(Beginning of Input records)
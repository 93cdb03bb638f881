//! Feed registry with per-feed serialization
//!
//! Start, stop, crash handling and producer release for one feed id all
//! run under that feed id's async lock. A stop that arrives while a start
//! is in flight waits for the start to settle, and the reverse.

use super::{validate_feed_id, FeedError, FeedRecord, FeedSource, FeedState};
use crate::config::IngestConfig;
use crate::engine::{MediaEngine, MediaKind, ProducerId};
use crate::ingest::{FrameOffer, IngestArgs, IngestError, IngestExit, IngestSupervisor, Stage};
use bytes::Bytes;
use log::{info, warn};
use parking_lot::Mutex;
use std::collections::HashMap;
use std::sync::Arc;
use uuid::Uuid;

/// Successful start
#[derive(Debug, Clone, PartialEq, Eq)]
pub struct FeedStarted {
    pub feed_id: String,
    pub producer_id: ProducerId,
}

/// A feed that left the registry, and why when it was not requested
#[derive(Debug, Clone, PartialEq, Eq)]
pub struct FeedStopped {
    pub feed_id: String,
    pub reason: Option<String>,
}

struct IngestRun {
    generation: u64,
    pipe_transport_id: String,
    producer_id: ProducerId,
}

pub struct FeedRegistry {
    engine: Arc<MediaEngine>,
    ingest: Arc<IngestSupervisor>,
    config: IngestConfig,
    records: Mutex<HashMap<String, FeedRecord>>,
    locks: Mutex<HashMap<String, Arc<tokio::sync::Mutex<()>>>>,
}

impl FeedRegistry {
    pub fn new(engine: Arc<MediaEngine>, ingest: Arc<IngestSupervisor>, config: IngestConfig) -> Self {
        Self {
            engine,
            ingest,
            config,
            records: Mutex::new(HashMap::new()),
            locks: Mutex::new(HashMap::new()),
        }
    }

    fn key_lock(&self, feed_id: &str) -> Arc<tokio::sync::Mutex<()>> {
        self.locks
            .lock()
            .entry(feed_id.to_string())
            .or_insert_with(|| Arc::new(tokio::sync::Mutex::new(())))
            .clone()
    }

    /// Forget the key lock once nobody holds or waits on it
    fn release_key(&self, feed_id: &str, lock: Arc<tokio::sync::Mutex<()>>) {
        let mut locks = self.locks.lock();
        // One reference in the map, one here
        if Arc::strong_count(&lock) <= 2 && !self.records.lock().contains_key(feed_id) {
            locks.remove(feed_id);
        }
    }

    fn source_for(&self, feed_id: &str) -> Result<String, FeedError> {
        if self.config.sources.is_empty() {
            return Ok(feed_id.to_string());
        }
        self.config
            .sources
            .get(feed_id)
            .cloned()
            .ok_or_else(|| FeedError::NoSourceMapped(feed_id.to_string()))
    }

    /// ABSENT -> STARTING -> RUNNING, or back to ABSENT on any failure
    pub async fn start(&self, feed_id: &str) -> Result<FeedStarted, FeedError> {
        validate_feed_id(feed_id)?;
        let source = self.source_for(feed_id)?;

        let lock = self.key_lock(feed_id);
        let guard = lock.lock().await;

        let result = self.start_locked(feed_id, &source).await;

        drop(guard);
        self.release_key(feed_id, lock);
        result
    }

    async fn start_locked(&self, feed_id: &str, source: &str) -> Result<FeedStarted, FeedError> {
        {
            let mut records = self.records.lock();
            if records.contains_key(feed_id) {
                return Err(FeedError::AlreadyRunning(feed_id.to_string()));
            }
            records.insert(
                feed_id.to_string(),
                FeedRecord {
                    state: FeedState::Starting,
                    source: None,
                    producer_id: None,
                },
            );
        }
        info!("Feed {} starting", feed_id);

        match self.launch_ingest(feed_id, source).await {
            Ok(run) => {
                let mut records = self.records.lock();
                if let Some(record) = records.get_mut(feed_id) {
                    record.state = FeedState::Running;
                    record.producer_id = Some(run.producer_id.clone());
                    record.source = Some(FeedSource::Ingest {
                        generation: run.generation,
                        pipe_transport_id: run.pipe_transport_id,
                    });
                }
                info!("Feed {} running with producer {}", feed_id, run.producer_id);
                Ok(FeedStarted {
                    feed_id: feed_id.to_string(),
                    producer_id: run.producer_id,
                })
            }
            Err(e) => {
                self.records.lock().remove(feed_id);
                warn!("Feed {} failed to start: {}", feed_id, e);
                Err(e)
            }
        }
    }

    /// Pipe transport, then processes, then grace period, then producer.
    /// Every failure undoes the steps before it.
    async fn launch_ingest(&self, feed_id: &str, source: &str) -> Result<IngestRun, FeedError> {
        let ssrc = (Uuid::new_v4().as_u128() & 0xffff_ffff) as u32;
        let ingest = self.engine.ingest_parameters(ssrc)?;

        let pipe = self.engine.create_pipe_transport(feed_id).await?;
        let args = IngestArgs {
            feed_id: feed_id.to_string(),
            source: source.to_string(),
            rtp_ip: pipe.ip.clone(),
            rtp_port: pipe.port,
            payload_type: ingest.payload_type,
            ssrc,
        };

        let generation = match self.ingest.start(&args) {
            Ok(generation) => generation,
            Err(e) => {
                self.engine.close_transport(&pipe.id);
                return Err(e.into());
            }
        };

        tokio::time::sleep(self.ingest.ready_grace()).await;

        if !self.ingest.is_running(feed_id, Some(generation)) {
            let stage = self.ingest.dead_stage(feed_id).unwrap_or(Stage::Capture);
            self.ingest.stop(feed_id).await;
            self.engine.close_transport(&pipe.id);
            return Err(IngestError::ExitedEarly {
                feed_id: feed_id.to_string(),
                stage,
            }
            .into());
        }

        match self
            .engine
            .create_producer(&pipe.id, MediaKind::Video, ingest.rtp_parameters)
            .await
        {
            Ok(producer) => Ok(IngestRun {
                generation,
                pipe_transport_id: pipe.id,
                producer_id: producer.id,
            }),
            Err(e) => {
                self.ingest.stop(feed_id).await;
                self.engine.close_transport(&pipe.id);
                Err(e.into())
            }
        }
    }

    /// RUNNING -> STOPPING -> ABSENT
    pub async fn stop(&self, feed_id: &str) -> Result<FeedStopped, FeedError> {
        validate_feed_id(feed_id)?;
        let lock = self.key_lock(feed_id);
        let guard = lock.lock().await;

        let result = match self.begin_stop(feed_id, |_| true) {
            Some(record) => {
                self.teardown(feed_id, &record).await;
                self.records.lock().remove(feed_id);
                info!("Feed {} stopped", feed_id);
                Ok(FeedStopped {
                    feed_id: feed_id.to_string(),
                    reason: None,
                })
            }
            None => Err(FeedError::NotFound(feed_id.to_string())),
        };

        drop(guard);
        self.release_key(feed_id, lock);
        result
    }

    /// Move a matching record to STOPPING and return a copy of it
    fn begin_stop<F>(&self, feed_id: &str, matches: F) -> Option<FeedRecord>
    where
        F: FnOnce(&FeedRecord) -> bool,
    {
        let mut records = self.records.lock();
        let record = records.get_mut(feed_id)?;
        if !matches(record) {
            return None;
        }
        record.state = FeedState::Stopping;
        Some(record.clone())
    }

    async fn teardown(&self, feed_id: &str, record: &FeedRecord) {
        if let Some(producer_id) = &record.producer_id {
            self.engine.close_producer(producer_id);
        }
        if let Some(FeedSource::Ingest { pipe_transport_id, .. }) = &record.source {
            self.engine.close_transport(pipe_transport_id);
            self.ingest.stop(feed_id).await;
        }
    }

    /// Crash path: tear down the feed if the exit belongs to its current run
    pub async fn handle_ingest_exit(&self, exit: &IngestExit) -> Option<FeedStopped> {
        let lock = self.key_lock(&exit.feed_id);
        let guard = lock.lock().await;

        let stopped = match self.begin_stop(&exit.feed_id, |r| {
            matches!(r.source, Some(FeedSource::Ingest { generation, .. }) if generation == exit.generation)
        }) {
            Some(record) => {
                self.teardown(&exit.feed_id, &record).await;
                self.records.lock().remove(&exit.feed_id);
                let reason = format!("{} stage {}", exit.stage, exit.status.describe());
                warn!("Feed {} torn down: {}", exit.feed_id, reason);
                Some(FeedStopped {
                    feed_id: exit.feed_id.clone(),
                    reason: Some(reason),
                })
            }
            None => {
                // Stale generation or already stopped; make sure nothing lingers
                if !self.records.lock().contains_key(&exit.feed_id)
                    && self.ingest.is_running(&exit.feed_id, Some(exit.generation))
                {
                    self.ingest.stop(&exit.feed_id).await;
                }
                None
            }
        };

        drop(guard);
        self.release_key(&exit.feed_id, lock);
        stopped
    }

    /// Fails if the feed already has a record
    pub fn check_publishable(&self, feed_id: &str) -> Result<(), FeedError> {
        validate_feed_id(feed_id)?;
        if self.records.lock().contains_key(feed_id) {
            return Err(FeedError::Conflict(feed_id.to_string()));
        }
        Ok(())
    }

    /// Bind a session's producer to a feed id
    pub async fn bind_session_producer(
        &self,
        feed_id: &str,
        session_id: &str,
        producer_id: &str,
    ) -> Result<(), FeedError> {
        validate_feed_id(feed_id)?;
        let lock = self.key_lock(feed_id);
        let guard = lock.lock().await;

        let result = {
            let mut records = self.records.lock();
            match records.get(feed_id) {
                Some(existing) if existing.producer_id.as_deref() == Some(producer_id) => Ok(()),
                Some(_) => Err(FeedError::Conflict(feed_id.to_string())),
                None => {
                    records.insert(
                        feed_id.to_string(),
                        FeedRecord {
                            state: FeedState::Running,
                            source: Some(FeedSource::Session {
                                session_id: session_id.to_string(),
                            }),
                            producer_id: Some(producer_id.to_string()),
                        },
                    );
                    info!(
                        "Feed {} published by session {} (producer {})",
                        feed_id, session_id, producer_id
                    );
                    Ok(())
                }
            }
        };

        drop(guard);
        self.release_key(feed_id, lock);
        result
    }

    /// A producer closed: drop the feed it published, if any
    pub async fn release_producer(&self, producer_id: &str) -> Option<FeedStopped> {
        let feed_id = self.feed_for_producer(producer_id)?;
        let lock = self.key_lock(&feed_id);
        let guard = lock.lock().await;

        let stopped = match self.begin_stop(&feed_id, |r| {
            r.producer_id.as_deref() == Some(producer_id)
        }) {
            Some(record) => {
                self.teardown(&feed_id, &record).await;
                self.records.lock().remove(&feed_id);
                info!("Feed {} released after producer {} closed", feed_id, producer_id);
                Some(FeedStopped {
                    feed_id: feed_id.clone(),
                    reason: Some("producer closed".to_string()),
                })
            }
            None => None,
        };

        drop(guard);
        self.release_key(&feed_id, lock);
        stopped
    }

    /// Live producer of a running feed
    pub fn producer_for(&self, feed_id: &str) -> Option<ProducerId> {
        let records = self.records.lock();
        let record = records.get(feed_id)?;
        if record.state != FeedState::Running {
            return None;
        }
        record.producer_id.clone()
    }

    pub fn feed_for_producer(&self, producer_id: &str) -> Option<String> {
        self.records
            .lock()
            .iter()
            .find(|(_, r)| r.producer_id.as_deref() == Some(producer_id))
            .map(|(id, _)| id.clone())
    }

    /// Feeds with a bound producer, as (feed id, producer id)
    pub fn bound_producers(&self) -> Vec<(String, ProducerId)> {
        self.records
            .lock()
            .iter()
            .filter_map(|(id, r)| r.producer_id.clone().map(|p| (id.clone(), p)))
            .collect()
    }

    pub fn state(&self, feed_id: &str) -> Option<FeedState> {
        self.records.lock().get(feed_id).map(|r| r.state)
    }

    pub fn source(&self, feed_id: &str) -> Option<FeedSource> {
        self.records.lock().get(feed_id).and_then(|r| r.source.clone())
    }

    /// Running feed ids, sorted
    pub fn feed_ids(&self) -> Vec<String> {
        let mut ids: Vec<String> = self
            .records
            .lock()
            .iter()
            .filter(|(_, r)| r.state == FeedState::Running)
            .map(|(id, _)| id.clone())
            .collect();
        ids.sort();
        ids
    }

    pub fn running_count(&self) -> usize {
        self.records
            .lock()
            .values()
            .filter(|r| r.state == FeedState::Running)
            .count()
    }

    /// Hand a client-pushed frame to the feed's encoder
    pub fn route_frame(&self, feed_id: &str, frame: Bytes) -> FrameOffer {
        self.ingest.submit_frame(feed_id, frame)
    }

    /// Stop every feed (shutdown)
    pub async fn stop_all(&self) -> Vec<FeedStopped> {
        let ids: Vec<String> = self.records.lock().keys().cloned().collect();
        let mut stopped = Vec::new();
        for id in ids {
            match self.stop(&id).await {
                Ok(s) => stopped.push(s),
                Err(FeedError::NotFound(_)) => {}
                Err(e) => warn!("Failed to stop feed {}: {}", id, e),
            }
        }
        stopped
    }
}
(End of Input records)
• [The problem] In the data above, start at the line that has "self.ingest.submit_frame(feed_id, frame)", stop after the line that has "for id in ids", and print every line in between exactly as it stands.

• [Worked solution]
        self.ingest.submit_frame(feed_id, frame)
    }

    /// Stop every feed (shutdown)
    pub async fn stop_all(&self) -> Vec<FeedStopped> {
        let ids: Vec<String> = self.records.lock().keys().cloned().collect();
        let mut stopped = Vec::new();
        for id in ids {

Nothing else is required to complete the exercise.